Have I Lost Something In Doing This?

Ooh, good question. Note the focus of my test versus John's is actually slightly different. John's Scenario is that "Flights earn points based on distance travelled and cabin class", whereas my business rule is "Points allocated upon return flight completion". Perhaps John's example was written against a version of Gherkin that didn't support Rule and is therefore serving dual purposes of outlining a rule AND an example. But it does mean that the point John was making explicit has become implicit in mine. Maybe that's because the business logic for point calculation needs separated out entirely from the rules regarding when those points are allocated to a user.

One to chew on a bit more, I think. And a good example that we all come at these problems from different angles. Finding consensus and consistency is key!

What About the Should?

A few years back I wrote about my dislike of the word should in a test case. In short, "should" is different from "must" with regards to precision. So, in my example, I removed it in favour of a more active and direct expression.

If the test passes, it's because Freda has 1350 points. If it fails, it's because she doesn't.

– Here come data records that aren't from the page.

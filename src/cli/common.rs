//! Shared arguments and input loading for CLI commands.

use anyhow::{Context, Result};
use clap::Args;
use std::path::{Path, PathBuf};

use crate::config::ToolConfig;
use crate::job::{InstanceSpec, Job, ReleaseDir};
use crate::links::{Link, links_from_yaml_str};
use crate::properties::Properties;
use crate::templating::RenderOptions;

/// Output format for commands that report structured results.
#[derive(Clone, Copy, Debug, PartialEq, Eq, clap::ValueEnum)]
pub enum OutputFormat {
    /// Human-readable, colored text
    Text,
    /// Machine-readable JSON on stdout
    Json,
}

/// Arguments selecting a release and job.
#[derive(Args, Debug, Clone)]
pub struct JobArgs {
    /// Release directory (contains `jobs/`). Falls back to `release_dir` in the config file.
    #[arg(short, long, value_name = "DIR")]
    pub release: Option<PathBuf>,

    /// Job name under `jobs/`
    #[arg(short, long)]
    pub job: String,
}

/// Arguments naming the render inputs.
#[derive(Args, Debug, Clone, Default)]
pub struct InputArgs {
    /// Properties file (YAML or JSON mapping)
    #[arg(short, long, value_name = "FILE")]
    pub properties: Option<PathBuf>,

    /// Links file (YAML or JSON sequence of links)
    #[arg(short, long, value_name = "FILE")]
    pub links: Option<PathBuf>,

    /// Instance spec file (YAML mapping); overrides `[instance]` from the config file
    #[arg(short, long, value_name = "FILE")]
    pub instance: Option<PathBuf>,
}

/// Everything a render needs besides the template itself.
#[derive(Debug, Clone)]
pub struct RenderInputs {
    pub properties: Properties,
    pub links: Vec<Link>,
    pub options: RenderOptions,
}

impl RenderInputs {
    /// Read the input files named in `args`; absent files mean empty inputs.
    pub async fn load(args: &InputArgs, config: &ToolConfig) -> Result<Self> {
        let properties = match &args.properties {
            Some(path) => Properties::from_yaml_file(path)
                .await
                .with_context(|| format!("Failed to load properties from {}", path.display()))?,
            None => Properties::new(),
        };

        let links = match &args.links {
            Some(path) => links_from_yaml_str(&read_input(path, "links").await?)
                .with_context(|| format!("Failed to load links from {}", path.display()))?,
            None => Vec::new(),
        };

        let mut options = config.render_options();
        if let Some(path) = &args.instance {
            options.instance = InstanceSpec::from_yaml_str(&read_input(path, "instance").await?)
                .with_context(|| format!("Failed to load instance spec from {}", path.display()))?;
        }

        tracing::debug!(
            "Loaded inputs: {} top-level properties, {} links, instance {}/{}",
            properties.to_value().as_object().map_or(0, |o| o.len()),
            links.len(),
            options.instance.name,
            options.instance.index
        );

        Ok(Self {
            properties,
            links,
            options,
        })
    }
}

async fn read_input(path: &Path, kind: &str) -> Result<String> {
    tokio::fs::read_to_string(path)
        .await
        .map_err(|e| crate::core::RenderError::io(path, &e))
        .with_context(|| format!("Failed to read {kind} file: {}", path.display()))
}

/// The release from `--release`, else from the config file.
pub fn resolve_release(flag: Option<&Path>, config: &ToolConfig) -> Result<ReleaseDir> {
    let root = flag
        .map(Path::to_path_buf)
        .or_else(|| config.release_dir.clone())
        .ok_or_else(|| {
            anyhow::anyhow!("No release directory given: pass --release or set release_dir in the config file")
        })?;

    if !root.is_dir() {
        anyhow::bail!("Release directory {} does not exist", root.display());
    }
    Ok(ReleaseDir::new(root))
}

/// Load the job selected by `args`.
pub fn load_job(args: &JobArgs, config: &ToolConfig) -> Result<Job> {
    let release = resolve_release(args.release.as_deref(), config)?;
    Ok(release.job(&args.job)?)
}
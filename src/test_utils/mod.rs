//! Shared helpers for unit and integration tests.
//!
//! Available to unit tests and, through the `test-utils` feature, to the
//! integration suite.

pub mod fixtures;

pub use fixtures::{
    ReleaseFixture, binding_cache_properties, binding_cache_properties_value,
    bundled_release_dir, cloud_controller_link,
};

use std::sync::Once;
use tracing::Level;
use tracing_subscriber::EnvFilter;

/// Global flag to ensure logging is only initialized once in tests
static INIT_LOGGING: Once = Once::new();

/// Initialize logging for tests, once per process.
///
/// Uses `level` if given, otherwise `RUST_LOG`; with neither, logging stays off.
///
/// ```bash
/// RUST_LOG=release_templates=debug cargo test
/// ```
pub fn init_test_logging(level: Option<Level>) {
    INIT_LOGGING.call_once(|| {
        let filter = if let Some(level) = level {
            EnvFilter::new(level.to_string())
        } else if std::env::var("RUST_LOG").is_ok() {
            EnvFilter::from_default_env()
        } else {
            return;
        };

        let _ = tracing_subscriber::fmt()
            .with_env_filter(filter)
            .with_test_writer()
            .with_target(true)
            .with_ansi(true)
            .try_init();
    });
}
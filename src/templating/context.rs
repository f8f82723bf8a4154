//! Template context construction.

use tera::Context as TeraContext;

use crate::job::InstanceSpec;

/// Build the context for one render. Templates see a single variable, `spec`,
/// describing the instance (with `spec.job.name` set to the job being rendered).
/// Properties and links are reached through functions, not variables.
pub fn build_context(instance: &InstanceSpec, job_name: &str) -> TeraContext {
    let mut context = TeraContext::new();
    context.insert("spec", &instance.to_template_value(job_name));
    context
}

Daniel Terhorst-North and Liz Keogh both disagree, advocating for the world "should". The reasoning is compelling, so read it for yourself. As John points out over on LinkedIn, it's usage in BDD is deliberate, as it's intended to make you question what's there:

The word "should" has a long history in BDD, and the uncertainty it introduces is actually very deliberate: it is designed to make you think "should it?" rather than accepting a rule on face value.

This is an important point and I don't disagree. My mind works the same. Where we differ is that I've found the "should it" discussion is more fruitful during discovery and early formulation. By the time the scenario is formulated and essentially ready to be committed to the repository - I'd prefer those "shoulds" to be "musts". Otherwise, there's more discovery to do! My experience is one of existing tests expressed as "shoulds" making me more uncertain about the current state, and therefore hinders my reasoning of the impact of my current change.

But, I'm used to being frequently and reliably told I'm wrong on this one!

Golfin' Makes Me Feel Good

It's a good to flex the muscles on stuff like this when not under the pressure of a deadline. It helps clarify thinking and gain some experience when the principles and the real world intersect. Whether you agree or disagree with my solution, or my reasoning, I don't mind. I'd love to see your take on this (please do get in touch!). If anything, I hope it helps you deepen your knowledge on how to write clear Gherkin.